O americano defende que medicina
e alegria devem caminhar de mãos dadas.
"Queríamos levar a energia e a positividade do estádio para quem
não tem condições de estar no campo porque está doente", resume o
mastologista.
'Primeira coisa do tipo no
hospital'
Para outro dos
torcedores-palhaços, a iniciativa funcionou como "um banho de cachoeira".
"De ambos os lados. Nós lavamos a alma. Perguntamos a uma das
crianças se ela gostava de futebol e ela respondeu: 'sim, torço para o
Brasil'", diz o publicitário José Ricardo Mannis.
"No começo elas estavam ressabiadas. Não estavam acostumadas.
Depois se soltaram, jogaram bola com bexiga, teve gente que se emocionou,
chorou, a reação foi muito linda", completa o empresário Bruno
Zangari.
"Eu estudo isso e sei que a risada e a energia positiva ajudam na
recuperação. Os estudos provam que o alto astral traz imunidade e recuperação.
Quando saímos, as crianças estavam com outro semblante", diz o médico
Pontes.
A reação das crianças contaminou
pediatras e oncologistas do hospital, que aceita doações para manter suas
atividades.
"Todos os médicos ficaram encantados e disseram que foi a primeira
coisa do tipo que aconteceu neste hospital", diz a tradutora
voluntária Ohana Berger.
"E todas as crianças disseram que, além da Rússia, torciam para o
Brasil."
A tradutora voluntária não vai
esquecer o episódio tão cedo.
"Um momento que também me marcou foi quando a enfermeira disse:
'Quem puder, pode dançar com eles!'. Nem todas as crianças foram. Algumas só
mexeram os braços do lugar de onde estavam sentadas, porque não conseguiam
fazer movimentos muito abertos", lembra a estudante.
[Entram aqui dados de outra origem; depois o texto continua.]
//! Kernels and their attributes.
//!
//! A [`Kernel`] is a function handle together with the device and context it
//! was obtained in. Every operation first makes that context current for its
//! own duration. Attribute values are always read from the driver, never
//! cached, since other code may change them at any time.

use std::sync::Arc;

use tracing::debug;

use cuwrap_core::{check, Error, Result};
use cuwrap_driver::sys::*;
use cuwrap_driver::Capability;

use crate::context::{current, Context};
use crate::device::{ComputeCapability, Device};
use crate::handle::{Handle, ResourceKind};
use crate::runtime::{DeviceId, Runtime};

pub struct FunctionKind;

impl ResourceKind for FunctionKind {
    const KIND: &'static str = "kernel";
    type Raw = CUfunction;

    fn address(raw: CUfunction) -> u64 {
        raw as usize as u64
    }

    /// Functions belong to their module and are never destroyed on their own.
    fn destroy(_runtime: &Arc<Runtime>, _device: DeviceId, _raw: CUfunction) -> CUresult {
        CUDA_SUCCESS
    }
}

#[derive(Debug, Clone, Copy, PartialEq, Eq, Hash)]
pub enum KernelAttribute {
    MaxThreadsPerBlock,
    SharedSizeBytes,
    ConstSizeBytes,
    LocalSizeBytes,
    NumRegs,
    PtxVersion,
    BinaryVersion,
    CacheModeCa,
    MaxDynamicSharedSizeBytes,
    PreferredSharedMemoryCarveout,
}

impl KernelAttribute {
    pub const ALL: [KernelAttribute; 10] = [
        KernelAttribute::MaxThreadsPerBlock,
        KernelAttribute::SharedSizeBytes,
        KernelAttribute::ConstSizeBytes,
        KernelAttribute::LocalSizeBytes,
        KernelAttribute::NumRegs,
        KernelAttribute::PtxVersion,
        KernelAttribute::BinaryVersion,
        KernelAttribute::CacheModeCa,
        KernelAttribute::MaxDynamicSharedSizeBytes,
        KernelAttribute::PreferredSharedMemoryCarveout,
    ];

    pub fn raw(self) -> i32 {
        match self {
            KernelAttribute::MaxThreadsPerBlock => CU_FUNC_ATTRIBUTE_MAX_THREADS_PER_BLOCK,
            KernelAttribute::SharedSizeBytes => CU_FUNC_ATTRIBUTE_SHARED_SIZE_BYTES,
            KernelAttribute::ConstSizeBytes => CU_FUNC_ATTRIBUTE_CONST_SIZE_BYTES,
            KernelAttribute::LocalSizeBytes => CU_FUNC_ATTRIBUTE_LOCAL_SIZE_BYTES,
            KernelAttribute::NumRegs => CU_FUNC_ATTRIBUTE_NUM_REGS,
            KernelAttribute::PtxVersion => CU_FUNC_ATTRIBUTE_PTX_VERSION,
            KernelAttribute::BinaryVersion => CU_FUNC_ATTRIBUTE_BINARY_VERSION,
            KernelAttribute::CacheModeCa => CU_FUNC_ATTRIBUTE_CACHE_MODE_CA,
            KernelAttribute::MaxDynamicSharedSizeBytes => {
                CU_FUNC_ATTRIBUTE_MAX_DYNAMIC_SHARED_SIZE_BYTES
            }
            KernelAttribute::PreferredSharedMemoryCarveout => {
                CU_FUNC_ATTRIBUTE_PREFERRED_SHARED_MEMORY_CARVEOUT
            }
        }
    }

    pub fn name(self) -> &'static str {
        match self {
            KernelAttribute::MaxThreadsPerBlock => "maximum number of threads per block",
            KernelAttribute::SharedSizeBytes => "statically-allocated shared memory size in bytes",
            KernelAttribute::ConstSizeBytes => "required constant memory size in bytes",
            KernelAttribute::LocalSizeBytes => "required local memory size in bytes",
            KernelAttribute::NumRegs => "number of registers used by each thread",
            KernelAttribute::PtxVersion => "PTX virtual architecture version",
            KernelAttribute::BinaryVersion => "binary architecture version",
            KernelAttribute::CacheModeCa => "cache mode CA indicator",
            KernelAttribute::MaxDynamicSharedSizeBytes => {
                "maximum dynamically-allocated shared memory size in bytes"
            }
            KernelAttribute::PreferredSharedMemoryCarveout => "preferred shared memory carve-out",
        }
    }

    /// Only these two attributes can be changed; the rest describe the compiled code.
    pub fn is_settable(self) -> bool {
        matches!(
            self,
            KernelAttribute::MaxDynamicSharedSizeBytes
                | KernelAttribute::PreferredSharedMemoryCarveout
        )
    }

    fn validate(self, value: i32) -> Result<()> {
        if !self.is_settable() {
            return Err(Error::InvalidArgument(format!("the {} is read-only", self.name())));
        }
        match self {
            // -1 selects the driver's default carve-out.
            KernelAttribute::PreferredSharedMemoryCarveout if !(-1..=100).contains(&value) => {
                Err(Error::InvalidArgument(format!(
                    "shared memory carve-out must be a percentage between 0 and 100 (got {})",
                    value
                )))
            }
            KernelAttribute::MaxDynamicSharedSizeBytes if value < 0 => Err(Error::InvalidArgument(
                format!("the {} cannot be negative (got {})", self.name(), value),
            )),
            _ => Ok(()),
        }
    }
}

/// Split of on-chip memory between L1 cache and shared memory.
#[derive(Debug, Clone, Copy, PartialEq, Eq, Default)]
pub enum CachePreference {
    #[default]
    NoPreference,
    PreferShared,
    PreferL1,
    Equal,
}

impl CachePreference {
    fn raw(self) -> i32 {
        match self {
            CachePreference::NoPreference => CU_FUNC_CACHE_PREFER_NONE,
            CachePreference::PreferShared => CU_FUNC_CACHE_PREFER_SHARED,
            CachePreference::PreferL1 => CU_FUNC_CACHE_PREFER_L1,
            CachePreference::Equal => CU_FUNC_CACHE_PREFER_EQUAL,
        }
    }
}

#[derive(Debug, Clone, Copy, PartialEq, Eq, Default)]
pub enum SharedMemoryBankSize {
    #[default]
    DeviceDefault,
    FourBytes,
    EightBytes,
}

impl SharedMemoryBankSize {
    fn raw(self) -> i32 {
        match self {
            SharedMemoryBankSize::DeviceDefault => CU_SHARED_MEM_CONFIG_DEFAULT_BANK_SIZE,
            SharedMemoryBankSize::FourBytes => CU_SHARED_MEM_CONFIG_FOUR_BYTE_BANK_SIZE,
            SharedMemoryBankSize::EightBytes => CU_SHARED_MEM_CONFIG_EIGHT_BYTE_BANK_SIZE,
        }
    }
}

/// All attribute values of a kernel, read together.
#[derive(Debug, Clone, Copy, PartialEq, Eq)]
pub struct KernelAttributes {
    pub max_threads_per_block: u32,
    pub shared_size_bytes: usize,
    pub const_size_bytes: usize,
    pub local_size_bytes: usize,
    pub num_regs: u32,
    pub ptx_version: ComputeCapability,
    pub binary_version: ComputeCapability,
    pub cache_mode_ca: bool,
    pub max_dynamic_shared_size_bytes: usize,
    pub preferred_shared_memory_carveout: i32,
}

/// A kernel in a loaded module. Never owns the compiled code.
#[derive(Debug, Clone, PartialEq, Eq)]
pub struct Kernel {
    handle: Handle<FunctionKind>,
    context: Context,
}

impl Kernel {
    /// Observe a function handle obtained in `context`.
    pub fn wrap(context: &Context, raw: CUfunction) -> Kernel {
        Kernel {
            handle: Handle::observing(Arc::clone(context.runtime()), context.device_id(), raw),
            context: context.clone(),
        }
    }

    pub fn raw(&self) -> CUfunction {
        self.handle.raw()
    }

    pub fn device_id(&self) -> DeviceId {
        self.handle.device_id()
    }

    pub fn device(&self) -> Result<Device> {
        Device::get(self.runtime(), self.device_id())
    }

    pub fn context(&self) -> &Context {
        &self.context
    }

    pub fn runtime(&self) -> &Arc<Runtime> {
        self.handle.runtime()
    }

    pub fn identify(&self) -> String {
        self.handle.identify()
    }

    pub fn get_attribute(&self, attribute: KernelAttribute) -> Result<i32> {
        current::with_override(self.runtime(), &self.context, || {
            self.runtime()
                .driver()
                .func_get_attribute(attribute.raw(), self.raw())
                .map_err(|code| {
                    Error::driver(
                        code,
                        format!("reading the {} of {}", attribute.name(), self.identify()),
                    )
                })
        })
    }

    /// Change a settable attribute. Invalid values are rejected before the
    /// driver is involved.
    pub fn set_attribute(&self, attribute: KernelAttribute, value: i32) -> Result<()> {
        attribute.validate(value)?;
        self.runtime().require(Capability::FunctionAttributeSetting)?;
        current::with_override(self.runtime(), &self.context, || {
            let res =
                self.runtime().driver().func_set_attribute(self.raw(), attribute.raw(), value);
            check(res, || {
                format!("setting the {} of {} to {}", attribute.name(), self.identify(), value)
            })
        })?;
        debug!(kernel = %self.identify(), "{} set to {}", attribute.name(), value);
        Ok(())
    }

    /// Allow launches to request up to `bytes` of dynamic shared memory.
    pub fn set_maximum_dynamic_shared_memory_per_block(&self, bytes: usize) -> Result<()> {
        let value = i32::try_from(bytes).map_err(|_| {
            Error::InvalidArgument(format!(
                "{} bytes of dynamic shared memory exceeds the attribute's range",
                bytes
            ))
        })?;
        self.set_attribute(KernelAttribute::MaxDynamicSharedSizeBytes, value)
    }

    pub fn get_maximum_dynamic_shared_memory_per_block(&self) -> Result<usize> {
        let value = self.get_attribute(KernelAttribute::MaxDynamicSharedSizeBytes)?;
        Ok(value.max(0) as usize)
    }

    /// Percentage of the unified L1/shared storage to carve out as shared memory.
    pub fn set_preferred_shared_mem_fraction(&self, percent: u32) -> Result<()> {
        if percent > 100 {
            return Err(Error::InvalidArgument(format!(
                "shared memory carve-out can't exceed 100% (got {})",
                percent
            )));
        }
        self.set_attribute(KernelAttribute::PreferredSharedMemoryCarveout, percent as i32)
    }

    pub fn set_cache_preference(&self, preference: CachePreference) -> Result<()> {
        current::with_override(self.runtime(), &self.context, || {
            let res = self.runtime().driver().func_set_cache_config(self.raw(), preference.raw());
            check(res, || {
                format!("setting the cache preference of {} to {:?}", self.identify(), preference)
            })
        })
    }

    pub fn set_shared_memory_bank_size(&self, size: SharedMemoryBankSize) -> Result<()> {
        current::with_override(self.runtime(), &self.context, || {
            let res = self.runtime().driver().func_set_shared_mem_config(self.raw(), size.raw());
            check(res, || {
                format!(
                    "setting the shared memory bank size of {} to {:?}",
                    self.identify(),
                    size
                )
            })
        })
    }

    pub fn maximum_threads_per_block(&self) -> Result<u32> {
        Ok(self.get_attribute(KernelAttribute::MaxThreadsPerBlock)?.max(0) as u32)
    }

    /// Virtual architecture the kernel's PTX was compiled for.
    pub fn ptx_version(&self) -> Result<ComputeCapability> {
        let combined = self.get_attribute(KernelAttribute::PtxVersion)?;
        Ok(ComputeCapability::from_combined(combined.max(0) as u32))
    }

    /// Architecture of the binary code the kernel runs as.
    pub fn binary_compilation_target_architecture(&self) -> Result<ComputeCapability> {
        let combined = self.get_attribute(KernelAttribute::BinaryVersion)?;
        Ok(ComputeCapability::from_combined(combined.max(0) as u32))
    }

    pub fn attributes(&self) -> Result<KernelAttributes> {
        let bytes = |attribute: KernelAttribute| -> Result<usize> {
            Ok(self.get_attribute(attribute)?.max(0) as usize)
        };
        Ok(KernelAttributes {
            max_threads_per_block: self.maximum_threads_per_block()?,
            shared_size_bytes: bytes(KernelAttribute::SharedSizeBytes)?,
            const_size_bytes: bytes(KernelAttribute::ConstSizeBytes)?,
            local_size_bytes: bytes(KernelAttribute::LocalSizeBytes)?,
            num_regs: self.get_attribute(KernelAttribute::NumRegs)?.max(0) as u32,
            ptx_version: self.ptx_version()?,
            binary_version: self.binary_compilation_target_architecture()?,
            cache_mode_ca: self.get_attribute(KernelAttribute::CacheModeCa)? != 0,
            max_dynamic_shared_size_bytes: bytes(KernelAttribute::MaxDynamicSharedSizeBytes)?,
            preferred_shared_memory_carveout: self
                .get_attribute(KernelAttribute::PreferredSharedMemoryCarveout)?,
        })
    }

    /// How many blocks of `num_threads_per_block` threads, each using
    /// `dynamic_shared_memory_per_block` bytes, fit on one multiprocessor at once.
    pub fn maximum_active_blocks_per_multiprocessor(
        &self,
        num_threads_per_block: u32,
        dynamic_shared_memory_per_block: usize,
        disable_caching_override: bool,
    ) -> Result<u32> {
        self.runtime().require(Capability::OccupancyCalculation)?;
        current::with_override(self.runtime(), &self.context, || {
            self.active_blocks_in_current_context(
                num_threads_per_block,
                dynamic_shared_memory_per_block,
                disable_caching_override,
            )
        })
    }

    /// Occupancy query for callers that already made the kernel's context current.
    pub(crate) fn active_blocks_in_current_context(
        &self,
        num_threads_per_block: u32,
        dynamic_shared_memory_per_block: usize,
        disable_caching_override: bool,
    ) -> Result<u32> {
        let flags = if disable_caching_override {
            CU_OCCUPANCY_DISABLE_CACHING_OVERRIDE
        } else {
            CU_OCCUPANCY_DEFAULT
        };
        let block_size = i32::try_from(num_threads_per_block).map_err(|_| {
            Error::InvalidArgument(format!("block size {} is out of range", num_threads_per_block))
        })?;
        let blocks = self
            .runtime()
            .driver()
            .occupancy_max_active_blocks_with_flags(
                self.raw(),
                block_size,
                dynamic_shared_memory_per_block,
                flags,
            )
            .map_err(|code| {
                Error::driver(
                    code,
                    format!(
                        "computing occupancy of {} for blocks of {} threads with {} bytes of dynamic shared memory",
                        self.identify(),
                        num_threads_per_block,
                        dynamic_shared_memory_per_block
                    ),
                )
            })?;
        Ok(blocks.max(0) as u32)
    }

    /// Handle usable as a raw launch target.
    pub fn as_raw(&self) -> crate::enqueue::RawKernel {
        crate::enqueue::RawKernel::new(self.runtime(), self.raw())
    }
}
#[derive(Debug, Clone, PartialEq)]
pub struct LaunchRecord {
    pub func: usize,
    pub stream: usize,
    pub grid: [u32; 3],
    pub block: [u32; 3],
    pub shared_mem: u32,
    pub cooperative: bool,
    /// Context current on the launching thread.
    pub context: usize,
    /// Each parameter slot read as a little-endian u64.
    pub params: Vec<u64>,
}

#[derive(Debug, Clone, PartialEq)]
pub enum Call {
    SetCurrent(usize),
    CtxCreate { device: i32 },
    Launch(LaunchRecord),
    FuncGetAttribute { func: usize, attrib: i32, context: usize },
    FuncSetAttribute { func: usize, attrib: i32, value: i32, context: usize },
    FuncSetCacheConfig { func: usize, config: i32 },
    FuncSetSharedMemConfig { func: usize, config: i32 },
    Occupancy { func: usize, block_size: i32, dynamic_smem: usize, flags: u32 },
    EventRecord { event: usize, stream: usize },
    StreamSynchronize(usize),
    StreamWaitEvent { stream: usize, event: usize },
    MemFreeAsync { dptr: u64, stream: usize },
}

pub struct MockState {
    pub version: i32,
    pub device_attributes: HashMap<i32, i32>,
    pub function_attributes: HashMap<(usize, i32), i32>,
    pub attribute_failures: HashMap<i32, CUresult>,
    pub launch_failure: Option<CUresult>,
    pub destroy_failure: Option<CUresult>,
    pub pop_failure: Option<CUresult>,
    pub free_async_failure: Option<CUresult>,
    pub missing: Vec<Capability>,
    pub calls: Vec<Call>,
    pub destroyed: HashMap<(&'static str, u64), u32>,
    stacks: HashMap<ThreadId, Vec<usize>>,
    contexts: HashMap<usize, i32>,
    primary: HashMap<i32, usize>,
    pub primary_retains: HashMap<i32, i32>,
    pending: HashMap<usize, u32>,
    events: HashMap<usize, usize>,
    memory: HashMap<u64, Vec<u8>>,
    next_handle: usize,
}

impl MockState {
    fn new_handle(&mut self) -> usize {
        self.next_handle += 0x10;
        self.next_handle
    }

    fn top(&self) -> usize {
        self.stacks
            .get(&thread::current().id())
            .and_then(|s| s.last().copied())
            .unwrap_or(0)
    }

    fn stack(&mut self) -> &mut Vec<usize> {
        self.stacks.entry(thread::current().id()).or_default()
    }

    fn destroy(&mut self, kind: &'static str, handle: u64) -> CUresult {
        *self.destroyed.entry((kind, handle)).or_insert(0) += 1;
        self.destroy_failure.unwrap_or(CUDA_SUCCESS)
    }

    fn function_attribute(&self, func: usize, attrib: i32) -> i32 {
        if let Some(v) = self.function_attributes.get(&(func, attrib)) {
            return *v;
        }
        match attrib {
            CU_FUNC_ATTRIBUTE_MAX_THREADS_PER_BLOCK => 1024,
            CU_FUNC_ATTRIBUTE_NUM_REGS => 32,
            CU_FUNC_ATTRIBUTE_PTX_VERSION => 86,
            CU_FUNC_ATTRIBUTE_BINARY_VERSION => 86,
            CU_FUNC_ATTRIBUTE_MAX_DYNAMIC_SHARED_SIZE_BYTES => 48 * 1024,
            CU_FUNC_ATTRIBUTE_PREFERRED_SHARED_MEMORY_CARVEOUT => -1,
            _ => 0,
        }
    }

    fn memory_at(&mut self, dptr: u64) -> Option<&mut Vec<u8>> {
        self.memory.get_mut(&dptr)
    }
}

pub struct MockDriver {
    state: Mutex<MockState>,
}

fn as_handle(h: usize) -> *mut c_void {
    h as *mut c_void
}

impl MockDriver {
    pub fn new() -> Arc<Self> {
        Self::with_version(12040)
    }

    pub fn with_version(version: i32) -> Arc<Self> {
        let device_attributes = HashMap::from([
            (CU_DEVICE_ATTRIBUTE_MAX_THREADS_PER_BLOCK, 1024),
            (CU_DEVICE_ATTRIBUTE_MAX_BLOCK_DIM_X, 1024),
            (CU_DEVICE_ATTRIBUTE_MAX_BLOCK_DIM_Y, 1024),
            (CU_DEVICE_ATTRIBUTE_MAX_BLOCK_DIM_Z, 64),
            (CU_DEVICE_ATTRIBUTE_MAX_GRID_DIM_X, i32::MAX),
            (CU_DEVICE_ATTRIBUTE_MAX_GRID_DIM_Y, 65535),
            (CU_DEVICE_ATTRIBUTE_MAX_GRID_DIM_Z, 65535),
            (CU_DEVICE_ATTRIBUTE_MAX_SHARED_MEMORY_PER_BLOCK, 48 * 1024),
            (CU_DEVICE_ATTRIBUTE_MAX_SHARED_MEMORY_PER_BLOCK_OPTIN, 99 * 1024),
            (CU_DEVICE_ATTRIBUTE_WARP_SIZE, 32),
            (CU_DEVICE_ATTRIBUTE_MULTIPROCESSOR_COUNT, MULTIPROCESSOR_COUNT),
            (CU_DEVICE_ATTRIBUTE_MAX_THREADS_PER_MULTIPROCESSOR, MAX_THREADS_PER_MULTIPROCESSOR),
            (CU_DEVICE_ATTRIBUTE_COMPUTE_CAPABILITY_MAJOR, 8),
            (CU_DEVICE_ATTRIBUTE_COMPUTE_CAPABILITY_MINOR, 6),
            (CU_DEVICE_ATTRIBUTE_COOPERATIVE_LAUNCH, 1),
        ]);
        Arc::new(Self {
            state: Mutex::new(MockState {
                version,
                device_attributes,
                function_attributes: HashMap::new(),
                attribute_failures: HashMap::new(),
                launch_failure: None,
                destroy_failure: None,
                pop_failure: None,
                free_async_failure: None,
                missing: Vec::new(),
                calls: Vec::new(),
                destroyed: HashMap::new(),
                stacks: HashMap::new(),
                contexts: HashMap::new(),
                primary: HashMap::new(),
                primary_retains: HashMap::new(),
                pending: HashMap::new(),
                events: HashMap::new(),
                memory: HashMap::new(),
                next_handle: 0x1000,
            }),
        })
    }

    pub fn state(&self) -> MutexGuard<'_, MockState> {
        self.state.lock()
    }

    pub fn calls(&self) -> Vec<Call> {
        self.state.lock().calls.clone()
    }

    pub fn clear_calls(&self) {
        self.state.lock().calls.clear();
    }

    pub fn launches(&self) -> Vec<LaunchRecord> {
        self.calls()
            .into_iter()
            .filter_map(|c| match c {
                Call::Launch(l) => Some(l),
                _ => None,
            })
            .collect()
    }

    pub fn set_current_calls(&self) -> usize {
        self.calls().iter().filter(|c| matches!(c, Call::SetCurrent(_))).count()
    }

    pub fn destroy_count(&self, kind: &'static str, handle: u64) -> u32 {
        self.state.lock().destroyed.get(&(kind, handle)).copied().unwrap_or(0)
    }

    pub fn destroys_of(&self, kind: &'static str) -> u32 {
        self.state
            .lock()
            .destroyed
            .iter()
            .filter(|((k, _), _)| *k == kind)
            .map(|(_, n)| *n)
            .sum()
    }

    /// Context on top of the calling thread's stack, 0 if none.
    pub fn current_on_this_thread(&self) -> usize {
        self.state.lock().top()
    }

    /// Push a fresh context for `device` onto this thread's stack without
    /// going through the wrapper, as foreign code would.
    pub fn push_foreign_context(&self, device: i32) -> usize {
        let mut s = self.state.lock();
        let ctx = s.new_handle();
        s.contexts.insert(ctx, device);
        s.stack().push(ctx);
        ctx
    }

    pub fn primary_context_of(&self, device: i32) -> usize {
        self.state.lock().primary.get(&device).copied().unwrap_or(0)
    }

    pub fn pending_work(&self, stream: usize) -> u32 {
        self.state.lock().pending.get(&stream).copied().unwrap_or(0)
    }
}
Os organizadores da visita também
fazem parte do Movimento Verde Amarelo, que acompanha a seleção e equipes do
Brasil de outros esportes para reunir a torcida brasileira em eventos nacionais
e internacionais.
"A gente não vai colocar isso nas nossas redes sociais, nunca
quisemos nos promover com isso. Por favor, é muito importante que isso fique
claro, a ação não tem a ver com promoção", diz Zangari.